= Mobile Intensive Care Nurse =

A Critical Care Transport Nurse is a Registered Nurse specialized in care in the pre-hospital setting. These are mostly air-medical personnel or critical care transport providers with specialized training and experience in pre-hospital care. Such nurses are required by their employers to seek additional certifications beyond basic nursing licensure and are often required to have three years (minimum) of full-time experience in emergency and/or intensive care.

==Requirements==
Certification requirements vary but often include advanced cardiac life support (ACLS), basic life support (BLS), pediatric advanced life support (PALS), neonatal resuscitation program (NRP), trauma nursing core course (TNCC), and Advanced Trauma Life Support (ATLS), in addition to Pre-Hospital Trauma Life Support (PHTLS). Standards also include being board certified in Emergency Nursing (CEN), Critical Care Nursing (CCRN), and Ground Transport (CTRN) or Flight Nursing (CFRN) respectively.

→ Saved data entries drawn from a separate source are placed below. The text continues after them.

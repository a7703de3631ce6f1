//! Application configuration management

use std::env;
use std::path::PathBuf;
use std::time::Duration;

use anyhow::{Context, Result};

use crate::scrapers::Locale;
use crate::services::logging::LogFormat;
use crate::services::network::HttpConfig;
use crate::services::scanner::SettingsDir;

/// Application configuration loaded from environment variables
#[derive(Debug, Clone)]
pub struct Config {
    /// Locale sent to scrapers and used to partition the response cache
    pub locale: Locale,

    /// Movie root directories
    pub movie_directories: Vec<PathBuf>,

    /// Every movie in the configured directories lives in its own folder
    pub movie_separate_folders: bool,

    /// User agent sent with every request (MusicBrainz requires a contact)
    pub user_agent: Option<String>,

    /// Transport timeout for a single request
    pub http_timeout: Duration,

    /// Where export templates are installed
    pub export_templates_path: PathBuf,

    pub log_format: LogFormat,
}

impl Config {
    /// Load configuration from environment variables
    pub fn from_env() -> Result<Self> {
        let locale = env::var("SCRAPELINE_LOCALE")
            .unwrap_or_else(|_| "en-US".to_string())
            .parse::<Locale>()
            .context("Invalid SCRAPELINE_LOCALE")?;

        let movie_directories: Vec<PathBuf> = env::var_os("MOVIE_DIRECTORIES")
            .map(|dirs| env::split_paths(&dirs).filter(|p| !p.as_os_str().is_empty()).collect())
            .unwrap_or_default();

        Ok(Self {
            locale,

            movie_directories,

            movie_separate_folders: env::var("MOVIE_SEPARATE_FOLDERS")
                .map(|v| v == "true" || v == "1")
                .unwrap_or(false),

            user_agent: env::var("HTTP_USER_AGENT").ok(),

            http_timeout: Duration::from_secs(
                env::var("HTTP_TIMEOUT_SECS")
                    .unwrap_or_else(|_| "30".to_string())
                    .parse::<u64>()
                    .context("Invalid HTTP_TIMEOUT_SECS")?,
            ),

            export_templates_path: env::var("EXPORT_TEMPLATES_PATH")
                .map(PathBuf::from)
                .unwrap_or_else(|_| PathBuf::from("./data/export_themes")),

            log_format: env::var("LOG_FORMAT")
                .unwrap_or_else(|_| "pretty".to_string())
                .parse::<LogFormat>()
                .context("Invalid LOG_FORMAT")?,
        })
    }

    /// Transport settings derived from this configuration
    pub fn http_config(&self) -> HttpConfig {
        let mut http = HttpConfig {
            timeout: self.http_timeout,
            ..HttpConfig::default()
        };
        if let Some(user_agent) = &self.user_agent {
            http.user_agent = user_agent.clone();
        }
        http
    }

    /// Movie directories as load queue entries
    pub fn movie_settings_dirs(&self) -> Vec<SettingsDir> {
        self.movie_directories
            .iter()
            .map(|path| SettingsDir::new(path).with_separate_folders(self.movie_separate_folders))
            .collect()
    }
}
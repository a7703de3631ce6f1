//! Scrapeline - scraper orchestration and library loading for a media manager

pub mod cli;
pub mod config;
pub mod media;
pub mod scrapers;
pub mod services;
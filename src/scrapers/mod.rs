//! Metadata scrapers and the scrape job pipeline
//!
//! Each remote source (IMDb, TVMaze, MusicBrainz) exposes an API wrapper that
//! fetches through the shared [`ResponseCache`](crate::services::cache::ResponseCache)
//! and a set of [`ScrapeJob`]s that fetch and parse one entity.

pub mod api;
pub mod error;
pub mod imdb;
pub mod info;
pub mod job;
pub mod locale;
pub mod musicbrainz;
pub mod registry;
pub mod tvmaze;

use std::fmt;
use std::str::FromStr;

use serde::{Deserialize, Serialize};

pub use error::{ScraperError, ScraperErrorKind};
pub use info::{InfoField, InfoFields, should_load};
pub use job::{BoxedScrapeJob, JobFinished, JobId, JobState, ScrapeJob, start};
pub use locale::Locale;
pub use registry::Scrapers;

/// Remote metadata source
#[derive(Debug, Clone, Copy, PartialEq, Eq, Hash, PartialOrd, Ord, Serialize, Deserialize)]
#[serde(rename_all = "lowercase")]
pub enum ScraperSource {
    Imdb,
    TvMaze,
    MusicBrainz,
}

impl ScraperSource {
    pub const ALL: [ScraperSource; 3] = [Self::Imdb, Self::TvMaze, Self::MusicBrainz];

    /// Identifier used on the command line and in configuration
    pub fn key(&self) -> &'static str {
        match self {
            Self::Imdb => "imdb",
            Self::TvMaze => "tvmaze",
            Self::MusicBrainz => "musicbrainz",
        }
    }
}

impl fmt::Display for ScraperSource {
    fn fmt(&self, f: &mut fmt::Formatter<'_>) -> fmt::Result {
        let name = match self {
            Self::Imdb => "IMDb",
            Self::TvMaze => "TVMaze",
            Self::MusicBrainz => "MusicBrainz",
        };
        f.write_str(name)
    }
}

impl FromStr for ScraperSource {
    type Err = ScraperError;

    fn from_str(s: &str) -> Result<Self, Self::Err> {
        let wanted = s.trim().to_lowercase();
        Self::ALL
            .into_iter()
            .find(|source| source.key() == wanted)
            .ok_or_else(|| ScraperError::config(format!("Unknown scraper: '{}'", s)))
    }
}

/// Source specific identifier of a TV show
#[derive(Debug, Clone, Default, PartialEq, Eq, Hash, Serialize, Deserialize)]
pub struct ShowIdentifier(pub String);

impl ShowIdentifier {
    pub fn new(id: impl Into<String>) -> Self {
        Self(id.into())
    }

    pub fn as_str(&self) -> &str {
        &self.0
    }
}

/// Identifies an episode either directly or through its show and numbers
#[derive(Debug, Clone, Default, PartialEq, Eq, Hash, Serialize, Deserialize)]
pub struct EpisodeIdentifier {
    pub show_identifier: String,
    pub season_number: Option<u32>,
    pub episode_number: Option<u32>,
    pub episode_identifier: Option<String>,
}

impl EpisodeIdentifier {
    /// Identify an episode by its own source id
    pub fn direct(episode_identifier: impl Into<String>) -> Self {
        Self {
            episode_identifier: Some(episode_identifier.into()),
            ..Default::default()
        }
    }

    /// Identify an episode by show id, season and episode number
    pub fn by_number(show_identifier: impl Into<String>, season: u32, episode: u32) -> Self {
        Self {
            show_identifier: show_identifier.into(),
            season_number: Some(season),
            episode_number: Some(episode),
            episode_identifier: None,
        }
    }

    pub fn has_episode_identifier(&self) -> bool {
        self.episode_identifier
            .as_deref()
            .is_some_and(|id| !id.trim().is_empty())
    }
}

/// Identifies an album by release, or by release group to discover a release
#[derive(Debug, Clone, Default, PartialEq, Eq, Hash, Serialize, Deserialize)]
pub struct AlbumIdentifier {
    pub release_id: Option<String>,
    pub release_group_id: Option<String>,
}

#[derive(Debug, Clone, Default, PartialEq, Eq, Hash, Serialize, Deserialize)]
pub struct ArtistIdentifier(pub String);

impl ArtistIdentifier {
    pub fn new(id: impl Into<String>) -> Self {
        Self(id.into())
    }

    pub fn as_str(&self) -> &str {
        &self.0
    }
}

In some regions these nurses are authorized to operate base station phones for medical command. Some states allow them to operate entirely under standing orders while on a ground ambulance or air medical unit (i.e. offline medical control). Training also includes specific education relevant to the state and its protocols, and often requires the nurse to train with paramedics for a period of time as well as taking an additional exam administered by their medical director before being allowed to operate on a ground ambulance or air medical unit. Many of these nurses hold certifications as Emergency Medical Technicians or Paramedics, and in some states are required to, but it is not the standard of practice.